Chandrasekaran pointed to three business functions that stand out in adoption: IT, security and marketing. In IT, some uses for AI include code generation, analysis and documentation. In security, the technology can be used to augment SOCs when it comes to areas such as forecasting, incident and threat management and root cause analysis.
In marketing, meanwhile, AI can be used to provide sentiment analysis based on social media posts and to create more personalized content. “I think marketing and gen AI are made for each other,” said Chandrasekaran. “These models are quite creative.”
He pointed to some common use cases across these business functions: content creation and augmentation; data summarization and insights; process and workflow automation; forecasting and scenario planning; customer assistance; and software coding and co-pilots.
Also, enterprises want the ability to query and retrieve from their own data sources. “Enterprise search is an area where AI is going to have a significant impact,” said Chandrasekaran. “Everyone wants their own ChatGPT.”
AI is moving fast
Additionally, Gartner forecasts that:
- By 2025, 30% of enterprises will have implemented an AI-augmented and testing strategy, up from 5% in 2021.
- By 2026, more than 100 million humans will engage with robo or synthetic virtual colleagues and nearly 80% of prompting will be semi-automated. “Models are going to get increasingly better at parsing context,” said Chandrasekaran.

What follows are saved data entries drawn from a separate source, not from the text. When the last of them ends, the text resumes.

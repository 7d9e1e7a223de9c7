use chrono::{DateTime, SubsecRound, Utc};
use serde::{Deserialize, Serialize};

pub type NodeId = String;

pub const STORAGE_VERSION: &str = "1.0";
pub const DEFAULT_MAP_TITLE: &str = "New Mind Map";
pub const DEFAULT_NODE_CONTENT: &str = "New idea";

/// Canvas point where a fresh root is placed before the first layout pass.
pub const CANVAS_CENTER: Position = Position { x: 400.0, y: 300.0 };

/// Current time truncated to whole milliseconds, the precision kept on disk.
pub fn now() -> DateTime<Utc> {
    Utc::now().trunc_subsecs(3)
}

#[derive(Debug, Clone, Copy, PartialEq, Eq, Hash, Default, Serialize, Deserialize)]
#[serde(rename_all = "lowercase")]
pub enum ThemeColor {
    Sunshine,
    Blossom,
    #[default]
    Ocean,
    Forest,
    Lavender,
    Sunset,
    Mist,
    Mint,
}

impl ThemeColor {
    pub const ALL: [ThemeColor; 8] = [
        ThemeColor::Sunshine,
        ThemeColor::Blossom,
        ThemeColor::Ocean,
        ThemeColor::Forest,
        ThemeColor::Lavender,
        ThemeColor::Sunset,
        ThemeColor::Mist,
        ThemeColor::Mint,
    ];

    pub fn as_str(self) -> &'static str {
        match self {
            ThemeColor::Sunshine => "sunshine",
            ThemeColor::Blossom => "blossom",
            ThemeColor::Ocean => "ocean",
            ThemeColor::Forest => "forest",
            ThemeColor::Lavender => "lavender",
            ThemeColor::Sunset => "sunset",
            ThemeColor::Mist => "mist",
            ThemeColor::Mint => "mint",
        }
    }

    /// Looks a colour up by its serialized name, falling back to the first
    /// palette entry for unknown names.
    pub fn from_name(name: &str) -> Self {
        Self::ALL
            .into_iter()
            .find(|c| c.as_str() == name)
            .unwrap_or(Self::ALL[0])
    }

    /// Accent colour as an `(r, g, b)` triple.
    pub fn accent(self) -> (u8, u8, u8) {
        match self {
            ThemeColor::Sunshine => (0xFC, 0xD3, 0x4D),
            ThemeColor::Blossom => (0xFB, 0x71, 0x85),
            ThemeColor::Ocean => (0x60, 0xA5, 0xFA),
            ThemeColor::Forest => (0x34, 0xD3, 0x99),
            ThemeColor::Lavender => (0xA7, 0x8B, 0xFA),
            ThemeColor::Sunset => (0xF5, 0x9E, 0x0B),
            ThemeColor::Mist => (0x64, 0x74, 0x8B),
            ThemeColor::Mint => (0x14, 0xB8, 0xA6),
        }
    }

    pub fn next(self) -> Self {
        let idx = Self::ALL.iter().position(|c| *c == self).unwrap_or(0);
        Self::ALL[(idx + 1) % Self::ALL.len()]
    }

    pub fn previous(self) -> Self {
        let idx = Self::ALL.iter().position(|c| *c == self).unwrap_or(0);
        Self::ALL[(idx + Self::ALL.len() - 1) % Self::ALL.len()]
    }
}

#[derive(Debug, Clone, Copy, PartialEq, Default, Serialize, Deserialize)]
pub struct Position {
    pub x: f64,
    pub y: f64,
}

impl Position {
    pub fn new(x: f64, y: f64) -> Self {
        Self { x, y }
    }

    pub fn distance_to(&self, other: &Position) -> f64 {
        ((other.x - self.x).powi(2) + (other.y - self.y).powi(2)).sqrt()
    }
}

#[derive(Debug, Clone, PartialEq, Serialize, Deserialize)]
#[serde(rename_all = "camelCase")]
pub struct Node {
    pub id: NodeId,
    pub content: String,
    pub parent_id: Option<NodeId>,
    pub color: ThemeColor,
    pub position: Position,
    #[serde(with = "timestamp")]
    pub created_at: DateTime<Utc>,
    #[serde(with = "timestamp")]
    pub updated_at: DateTime<Utc>,
    #[serde(default, skip_serializing_if = "std::ops::Not::not")]
    pub is_ai_generated: bool,
}

impl Node {
    pub fn new(id: impl Into<NodeId>, content: impl Into<String>, parent_id: Option<NodeId>) -> Self {
        let stamp = now();
        Self {
            id: id.into(),
            content: content.into(),
            parent_id,
            color: ThemeColor::default(),
            position: Position::default(),
            created_at: stamp,
            updated_at: stamp,
            is_ai_generated: false,
        }
    }

    /// A fresh child of `parent_id` with a generated id.
    pub fn child_of(parent_id: &str, content: impl Into<String>, color: ThemeColor) -> Self {
        let mut node = Self::new(generate_node_id(), content, Some(parent_id.to_string()));
        node.color = color;
        node
    }

    pub fn is_root(&self) -> bool {
        self.parent_id.is_none()
    }
}

#[derive(Debug, Clone, PartialEq, Serialize, Deserialize)]
#[serde(rename_all = "camelCase")]
pub struct MindMap {
    pub id: String,
    pub title: String,
    pub nodes: Vec<Node>,
    pub theme: ThemeColor,
    #[serde(with = "timestamp")]
    pub created_at: DateTime<Utc>,
    #[serde(with = "timestamp")]
    pub updated_at: DateTime<Utc>,
}

impl MindMap {
    /// A map holding a single root node whose content is the title.
    pub fn new(title: impl Into<String>, theme: ThemeColor) -> Self {
        let title = title.into();
        let stamp = now();

        let mut root = Node::new(generate_node_id(), title.clone(), None);
        root.color = theme;
        root.position = CANVAS_CENTER;
        root.created_at = stamp;
        root.updated_at = stamp;

        Self {
            id: uuid::Uuid::new_v4().to_string(),
            title,
            nodes: vec![root],
            theme,
            created_at: stamp,
            updated_at: stamp,
        }
    }

    pub fn get_node(&self, id: &str) -> Option<&Node> {
        self.nodes.iter().find(|n| n.id == id)
    }

    pub fn get_node_mut(&mut self, id: &str) -> Option<&mut Node> {
        self.nodes.iter_mut().find(|n| n.id == id)
    }

    pub fn contains(&self, id: &str) -> bool {
        self.get_node(id).is_some()
    }

    /// First node without a parent.
    pub fn root(&self) -> Option<&Node> {
        self.nodes.iter().find(|n| n.is_root())
    }
}

#[derive(Debug, Clone, PartialEq, Serialize, Deserialize)]
#[serde(rename_all = "camelCase")]
pub struct Preferences {
    pub default_theme: ThemeColor,
    pub auto_save: bool,
}

impl Default for Preferences {
    fn default() -> Self {
        Self {
            default_theme: ThemeColor::Ocean,
            auto_save: true,
        }
    }
}

/// Partial update merged into [`Preferences`]; `None` fields are left alone.
#[derive(Debug, Clone, Default, PartialEq)]
pub struct PreferencesUpdate {
    pub default_theme: Option<ThemeColor>,
    pub auto_save: Option<bool>,
}

#[derive(Debug, Clone, PartialEq, Serialize, Deserialize)]
#[serde(rename_all = "camelCase")]
pub struct StorageData {
    pub version: String,
    pub mindmaps: Vec<MindMap>,
    pub current_map_id: String,
    pub preferences: Preferences,
}

impl Default for StorageData {
    fn default() -> Self {
        Self {
            version: STORAGE_VERSION.to_string(),
            mindmaps: Vec::new(),
            current_map_id: String::new(),
            preferences: Preferences::default(),
        }
    }
}

pub fn generate_node_id() -> NodeId {
    format!("node-{}", uuid::Uuid::new_v4())
}

/// RFC 3339 strings with millisecond precision, e.g. `2024-05-01T09:30:00.123Z`.
pub mod timestamp {
    use chrono::{DateTime, SecondsFormat, Utc};
    use serde::{Deserialize, Deserializer, Serializer};

    pub fn serialize<S>(value: &DateTime<Utc>, serializer: S) -> Result<S::Ok, S::Error>
    where
        S: Serializer,
    {
        serializer.serialize_str(&value.to_rfc3339_opts(SecondsFormat::Millis, true))
    }

    pub fn deserialize<'de, D>(deserializer: D) -> Result<DateTime<Utc>, D::Error>
    where
        D: Deserializer<'de>,
    {
        let raw = String::deserialize(deserializer)?;
        DateTime::parse_from_rfc3339(&raw)
            .map(|dt| dt.with_timezone(&Utc))
            .map_err(serde::de::Error::custom)
    }
}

- By 2027, more than 50% of enterprises will have implemented a responsible AI governance program, and the number of companies using open-source AI will increase tenfold.
With AI now “coming from everywhere,” enterprises are also looking to put specific leaders in charge of it, LeHong explained: Right now, 60% of CIOs are tasked with leading AI strategies. Whereas before gen AI, data scientists were “the masters of that domain,” said LeHong.
Ultimately, “most of our clients are still throwing things to see if they stick to the wall,” he said. “Now they know which wall to throw it at. Before they had four walls and maybe a ceiling to throw it at, now they have a marketing wall, an IT wall, a security wall.”